Cette seringue a été fabriquée pour moi par un ami de Gijón ; C’est un cultivateur qui le fait pour moi et, aujourd’hui, c’est déjà un ami. Je l’ai rencontré par l’intermédiaire d’un autre producteur.

Avez-vous déjà pensé à l’agriculture?

Oui, mais je n’ai pas la patience.

Avez-vous déjà eu peur de la manière dont vous devez accéder au cannabis ?

Oui, parce que vous allez dans les clubs chercher vos médicaments et qu’en sortant vous risquez de tomber sur un policier qui vous demande, vous fouille. Ils peuvent vous enlever ce que vous avez, comme si nous étions des criminels. La vérité est que je ne comprends pas. Chaque fois que j’y vais, je prie un Notre Père et je me confie à Dieu pour qu’il n’y ait pas de police. Je n’ai jamais été arrêté, mais je connais des gens qui l’ont été.

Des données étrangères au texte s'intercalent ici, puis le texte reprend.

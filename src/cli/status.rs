// src/cli/status.rs — Upstream session status (polling fallback)

use crate::infra::config::Config;
use crate::transport::http::HttpTransport;
use crate::transport::Transport;

pub async fn show_status(config: &Config, session_id: &str) -> anyhow::Result<()> {
    let transport = HttpTransport::new(&config.upstream)?;
    let status = transport.fetch_status(session_id).await?;
    println!("{}", serde_json::to_string_pretty(&status)?);
    Ok(())
}
// src/lib.rs — Library root for dualqa

pub mod api;
pub mod cli;
pub mod feedback;
pub mod infra;
pub mod session;
pub mod transport;
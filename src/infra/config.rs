// src/infra/config.rs — Configuration loading (TOML)

use serde::{Deserialize, Serialize};
use std::path::Path;
use std::time::Duration;

use crate::infra::paths;

#[derive(Debug, Clone, Default, Serialize, Deserialize)]
pub struct Config {
    #[serde(default)]
    pub upstream: UpstreamConfig,

    #[serde(default)]
    pub session: SessionConfig,

    #[serde(default)]
    pub api: ApiConfig,
}

/// Where the answer service lives and how to talk to it.
#[derive(Debug, Clone, Serialize, Deserialize)]
#[serde(default)]
pub struct UpstreamConfig {
    pub base_url: String,
    pub request_timeout_seconds: u64,
    /// Whether the upstream can reopen a stream for a known session id.
    pub resume_supported: bool,
}

impl Default for UpstreamConfig {
    fn default() -> Self {
        Self {
            base_url: "http://127.0.0.1:8080".into(),
            request_timeout_seconds: 30,
            resume_supported: true,
        }
    }
}

impl UpstreamConfig {
    pub fn request_timeout(&self) -> Duration {
        Duration::from_secs(self.request_timeout_seconds)
    }
}

#[derive(Debug, Clone, Serialize, Deserialize)]
#[serde(default)]
pub struct SessionConfig {
    pub caller_id: String,
    /// A streaming session with no channel activity for this long is
    /// treated as interrupted.
    pub max_silence_seconds: u64,
    pub retry_mode: RetryMode,
}

impl Default for SessionConfig {
    fn default() -> Self {
        Self {
            caller_id: "anonymous".into(),
            max_silence_seconds: 60,
            retry_mode: RetryMode::Replay,
        }
    }
}

impl SessionConfig {
    pub fn max_silence(&self) -> Duration {
        Duration::from_secs(self.max_silence_seconds)
    }
}

/// What a reopened stream is expected to deliver.
#[derive(Debug, Clone, Copy, Default, PartialEq, Eq, Serialize, Deserialize)]
#[serde(rename_all = "lowercase")]
pub enum RetryMode {
    /// Upstream replays the answer from the start; the buffer is cleared.
    #[default]
    Replay,
    /// Upstream continues where it stopped; the buffer is kept.
    Continue,
}

#[derive(Debug, Clone, Serialize, Deserialize)]
#[serde(default)]
pub struct ApiConfig {
    pub port: u16,
    /// Bearer token required by the local API, if set.
    pub token: Option<String>,
}

impl Default for ApiConfig {
    fn default() -> Self {
        Self {
            port: 7878,
            token: None,
        }
    }
}

impl Config {
    /// Load config from file, falling back to defaults.
    pub fn load() -> anyhow::Result<Self> {
        let path = paths::config_file_path();
        if path.exists() {
            Self::load_from(&path)
        } else {
            Ok(Self::default())
        }
    }

    pub fn load_from(path: &Path) -> anyhow::Result<Self> {
        let content = std::fs::read_to_string(path)?;
        let config: Config = toml::from_str(&content)?;
        Ok(config)
    }
}
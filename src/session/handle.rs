// src/session/handle.rs — Message-passing handle to a running SessionMachine
//
// The machine lives in a single task. Commands arrive over mpsc with oneshot
// replies; every published snapshot is fanned out over a broadcast channel so
// any number of remote observers see each update in order.

use tokio::sync::{broadcast, mpsc, oneshot};

use super::machine::SessionMachine;
use super::types::Session;
use crate::infra::errors::QaError;

const COMMAND_BUFFER: usize = 32;
const UPDATE_BUFFER: usize = 1024;

pub enum SessionCommand {
    Submit {
        question: String,
        resp: oneshot::Sender<Result<Session, QaError>>,
    },
    Retry {
        resp: oneshot::Sender<Result<Session, QaError>>,
    },
    Cancel {
        resp: oneshot::Sender<Result<Session, QaError>>,
    },
    Clear {
        resp: oneshot::Sender<Session>,
    },
    Snapshot {
        resp: oneshot::Sender<Session>,
    },
}

#[derive(Clone)]
pub struct SessionHandle {
    tx: mpsc::Sender<SessionCommand>,
    updates: broadcast::Sender<Session>,
}

impl SessionHandle {
    /// Move `machine` into its own task and return a handle to it.
    pub fn spawn(mut machine: SessionMachine) -> Self {
        let (tx, rx) = mpsc::channel(COMMAND_BUFFER);
        let (updates, _) = broadcast::channel(UPDATE_BUFFER);

        let fanout = updates.clone();
        machine.subscribe(move |session| {
            // No receivers is fine; nobody is watching right now.
            let _ = fanout.send(session.clone());
        });

        tokio::spawn(run_session_actor(machine, rx));
        Self { tx, updates }
    }

    /// Receive every snapshot published from now on.
    pub fn subscribe(&self) -> broadcast::Receiver<Session> {
        self.updates.subscribe()
    }

    pub async fn submit(&self, question: impl Into<String>) -> Result<Session, QaError> {
        let question = question.into();
        self.request(|resp| SessionCommand::Submit { question, resp })
            .await?
    }

    pub async fn retry(&self) -> Result<Session, QaError> {
        self.request(|resp| SessionCommand::Retry { resp }).await?
    }

    pub async fn cancel(&self) -> Result<Session, QaError> {
        self.request(|resp| SessionCommand::Cancel { resp }).await?
    }

    pub async fn clear(&self) -> Result<Session, QaError> {
        self.request(|resp| SessionCommand::Clear { resp }).await
    }

    pub async fn snapshot(&self) -> Result<Session, QaError> {
        self.request(|resp| SessionCommand::Snapshot { resp }).await
    }

    async fn request<T>(
        &self,
        build: impl FnOnce(oneshot::Sender<T>) -> SessionCommand,
    ) -> Result<T, QaError> {
        let (resp_tx, resp_rx) = oneshot::channel();
        self.tx
            .send(build(resp_tx))
            .await
            .map_err(|_| anyhow::anyhow!("session actor has stopped"))?;
        Ok(resp_rx
            .await
            .map_err(|_| anyhow::anyhow!("session actor dropped the request"))?)
    }
}

async fn run_session_actor(mut machine: SessionMachine, mut rx: mpsc::Receiver<SessionCommand>) {
    tracing::debug!("Session actor started");
    loop {
        tokio::select! {
            command = rx.recv() => match command {
                Some(command) => handle_command(&mut machine, command),
                None => break,
            },
            _ = machine.step() => {}
        }
    }
    tracing::debug!("Session actor stopped");
}

fn handle_command(machine: &mut SessionMachine, command: SessionCommand) {
    match command {
        SessionCommand::Submit { question, resp } => {
            let result = machine.submit(&question).map(|_| machine.session().clone());
            let _ = resp.send(result);
        }
        SessionCommand::Retry { resp } => {
            let result = machine.retry().map(|_| machine.session().clone());
            let _ = resp.send(result);
        }
        SessionCommand::Cancel { resp } => {
            let result = machine.cancel().map(|_| machine.session().clone());
            let _ = resp.send(result);
        }
        SessionCommand::Clear { resp } => {
            machine.clear();
            let _ = resp.send(machine.session().clone());
        }
        SessionCommand::Snapshot { resp } => {
            let _ = resp.send(machine.session().clone());
        }
    }
}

Vous avez connu de nombreux cas comme le vôtre, entre clandestinité et besoin d’accès au cannabis, et vous présidez aujourd’hui l’Union des Patients pour la Régulation du Cannabis (UPRC). Comment est née la création de ce groupe ?

Tout cela est venu des conférences et des conventions auxquelles j’ai assisté avec mes amis. Quelqu’un a demandé un jour qui serait prêt à former une association de patients et nous avons commencé. Il y avait de tout : des gens atteints de fibromyalgie, de sclérose en plaques, d’anxiété… Et on a vu qu’on avait le même problème : où se procurer du cannabis. Nous avons donc créé l’Union des Patients.

Que fait l’UPRC ?

Pour un abonnement de vingt euros par mois, vous pouvez accéder à de nombreux médecins qui proposent des thérapies à base de cannabis et vous pouvez vous procurer certains produits. C’est un réseau de patients qui s’entraident. Nous avons créé l’Union en 2018 et nous y sommes depuis six ans.

Combien de personnes composent l’organisation ?

Nous sommes un peu plus d’une cinquantaine de personnes réparties dans différents endroits d’Espagne. La majorité est en Catalogne, parce que nous sommes nés ici. Mais nous nous sommes développés et nous avons des gens à Guadalajara, en Galice et ailleurs.

Au début de cette année, le ministère de la Santé a réactivé le projet dans le but de créer un cadre juridique pour l’accès au cannabis à des fins médicales. Que pensez-vous de l’initiative ?

Le projet en cours d’élaboration vise essentiellement à déterminer quelle est la formule principale du cannabis. La fleur et l’auto-culture sont laissées de côté. La fleur est aussi très nécessaire. Nous cherchons à voir comment ils viennent de le relever et quelle forme de dispense il aura. Nous disposons d’un merveilleux réseau d’associations qui, si elles sont autorisées, pourraient remplir cette fonction. Mais bien sûr, puisque nous sommes dans un vide juridique, nous continuons de fonctionner aux dépens du gouvernement qui veut nous réglementer.

Que représente pour vous la plante ?

C’est un miracle ; une merveille. C’est quelque chose que Dieu a mis là et cela aide à beaucoup de choses. Parce que j’étais bourré de pilules, qui ne faisaient rien. Et une petite plante, tout à coup, m’a ouvert le monde ; Je ne peux que dire de bonnes choses. Cela a changé ma vie. Ceux qui connaissent la maladie le remarquent. Et ils n’ont pas besoin de la stigmatiser, car elle fait beaucoup de bonnes choses. C’est pourquoi nous avons besoin d’une réglementation. Espérons que le gouvernement ouvre les yeux. L’ancienne direction du PSOE a été confrontée au problème de l’héroïne et a pris les devants. Ces anciens dirigeants n’auront pas peur du cannabis. Le problème vient de la génération actuelle : elle a peur de perdre des voix. La vérité est que je ne comprends pas.